== Segment start ==

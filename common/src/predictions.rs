//! Cached evaluation predictions (`model_preds.npz`).
//!
//! The archive is written by the evaluation run with `save_op` enabled and
//! holds the ground-truth labels, the classifier's predictions without a
//! prior and with the geo-prior applied, plus the dataset/split it was
//! computed on.

use std::collections::BTreeSet;
use std::path::Path;

use anyhow::{bail, Result};
use tracing::info;

use crate::error::FigsError;
use crate::npz::NpzArchive;

/// Predictions for one evaluation split.
#[derive(Debug, Clone)]
pub struct PredictionCache {
    pub val_classes: Vec<usize>,
    pub pred_no_prior: Vec<usize>,
    pub pred_geo_net: Vec<usize>,
    pub dataset: String,
    pub split: String,
}

impl PredictionCache {
    /// Load the cache and check that the three arrays line up.
    pub fn load(path: &Path) -> Result<Self> {
        let mut npz = NpzArchive::open(path)?;
        let cache = Self {
            val_classes: npz.class_ids("val_classes")?,
            pred_no_prior: npz.class_ids("pred_no_prior")?,
            pred_geo_net: npz.class_ids("pred_geo_net")?,
            dataset: npz.string("dataset")?,
            split: npz.string("split")?,
        };
        cache.check_lengths()?;

        info!(
            "Loaded {} predictions for {}/{} from {}",
            cache.val_classes.len(),
            cache.dataset,
            cache.split,
            path.display()
        );
        Ok(cache)
    }

    fn check_lengths(&self) -> Result<()> {
        let n = self.val_classes.len();
        if self.pred_no_prior.len() != n || self.pred_geo_net.len() != n {
            bail!(
                "Prediction arrays disagree in length: val_classes={}, \
                 pred_no_prior={}, pred_geo_net={}",
                n,
                self.pred_no_prior.len(),
                self.pred_geo_net.len()
            );
        }
        Ok(())
    }

    /// Fail unless the cache was produced for `dataset`/`split`.
    pub fn ensure_split(&self, dataset: &str, split: &str) -> Result<(), FigsError> {
        if self.dataset != dataset || self.split != split {
            return Err(FigsError::DatasetMismatch {
                dataset: self.dataset.clone(),
                split: self.split.clone(),
                expected_dataset: dataset.to_string(),
                expected_split: split.to_string(),
            });
        }
        Ok(())
    }

    /// Number of distinct ground-truth classes.
    pub fn num_classes(&self) -> usize {
        self.val_classes.iter().collect::<BTreeSet<_>>().len()
    }

    /// `"<dataset> - <split>"`, used as the summary chart title.
    pub fn label(&self) -> String {
        format!("{} - {}", self.dataset, self.split)
    }
}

== Segment end ==

Output all of the entries, exactly as they are written.

filename common/src/predictions.rs
//! Cached evaluation predictions (`model_preds.npz`).
//!
//! The archive is written by the evaluation run with `save_op` enabled and
//! holds the ground-truth labels, the classifier's predictions without a
//! prior and with the geo-prior applied, plus the dataset/split it was
//! computed on.

use std::collections::BTreeSet;
use std::path::Path;

use anyhow::{bail, Result};
use tracing::info;

use crate::error::FigsError;
use crate::npz::NpzArchive;

/// Predictions for one evaluation split.
#[derive(Debug, Clone)]
pub struct PredictionCache {
    pub val_classes: Vec<usize>,
    pub pred_no_prior: Vec<usize>,
    pub pred_geo_net: Vec<usize>,
    pub dataset: String,
    pub split: String,
}

impl PredictionCache {
    /// Load the cache and check that the three arrays line up.
    pub fn load(path: &Path) -> Result<Self> {
        let mut npz = NpzArchive::open(path)?;
        let cache = Self {
            val_classes: npz.class_ids("val_classes")?,
            pred_no_prior: npz.class_ids("pred_no_prior")?,
            pred_geo_net: npz.class_ids("pred_geo_net")?,
            dataset: npz.string("dataset")?,
            split: npz.string("split")?,
        };
        cache.check_lengths()?;

        info!(
            "Loaded {} predictions for {}/{} from {}",
            cache.val_classes.len(),
            cache.dataset,
            cache.split,
            path.display()
        );
        Ok(cache)
    }

    fn check_lengths(&self) -> Result<()> {
        let n = self.val_classes.len();
        if self.pred_no_prior.len() != n || self.pred_geo_net.len() != n {
            bail!(
                "Prediction arrays disagree in length: val_classes={}, \
                 pred_no_prior={}, pred_geo_net={}",
                n,
                self.pred_no_prior.len(),
                self.pred_geo_net.len()
            );
        }
        Ok(())
    }

    /// Fail unless the cache was produced for `dataset`/`split`.
    pub fn ensure_split(&self, dataset: &str, split: &str) -> Result<(), FigsError> {
        if self.dataset != dataset || self.split != split {
            return Err(FigsError::DatasetMismatch {
                dataset: self.dataset.clone(),
                split: self.split.clone(),
                expected_dataset: dataset.to_string(),
                expected_split: split.to_string(),
            });
        }
        Ok(())
    }

    /// Number of distinct ground-truth classes.
    pub fn num_classes(&self) -> usize {
        self.val_classes.iter().collect::<BTreeSet<_>>().len()
    }

    /// `"<dataset> - <split>"`, used as the summary chart title.
    pub fn label(&self) -> String {
        format!("{} - {}", self.dataset, self.split)
    }
}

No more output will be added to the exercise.